● TASK STATEMENT
Your reply should be made up of every line in the records below that holds the string "elevate".

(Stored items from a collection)
------------------------------------------------------------
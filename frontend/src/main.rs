//! Entry point: attaches the page scripts and keeps them alive.

use web_sys::console;

fn main() {
    match portfolio_frontend::mount() {
        Ok(page) => page.keep_alive(),
        Err(e) => console::error_1(&format!("Failed to start page scripts: {}", e).into()),
    }
}
//! Lifts cards slightly while they hold keyboard focus.

use web_sys::Element;

use crate::dom::{self, Listener};

/// Cards that get the elevation effect.
pub const CARD_SELECTOR: &str = ".service-card, .project-card";
/// Transform applied while focused.
pub const FOCUSED_TRANSFORM: &str = "translateY(-8px)";

/// Focus/blur listeners for every card.
pub struct FocusElevation {
    _listeners: Vec<Listener>,
}

impl FocusElevation {
    /// Wires every element matching [`CARD_SELECTOR`].
    pub fn mount() -> Self {
        let listeners = dom::query_all(CARD_SELECTOR).iter().flat_map(elevate).collect();
        Self {
            _listeners: listeners,
        }
    }
}

fn elevate(card: &Element) -> [Listener; 2] {
    let on_focus = {
        let lifted = card.clone();
        Listener::new(card, "focus", move |_| {
            dom::set_style(&lifted, "transform", FOCUSED_TRANSFORM)
        })
    };
    let on_blur = {
        let lifted = card.clone();
        Listener::new(card, "blur", move |_| dom::set_style(&lifted, "transform", ""))
    };
    [on_focus, on_blur]
}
------------------------------------------------------------
● SOLUTION TO THIS EXERCISE
        let listeners = dom::query_all(CARD_SELECTOR).iter().flat_map(elevate).collect();
fn elevate(card: &Element) -> [Listener; 2] {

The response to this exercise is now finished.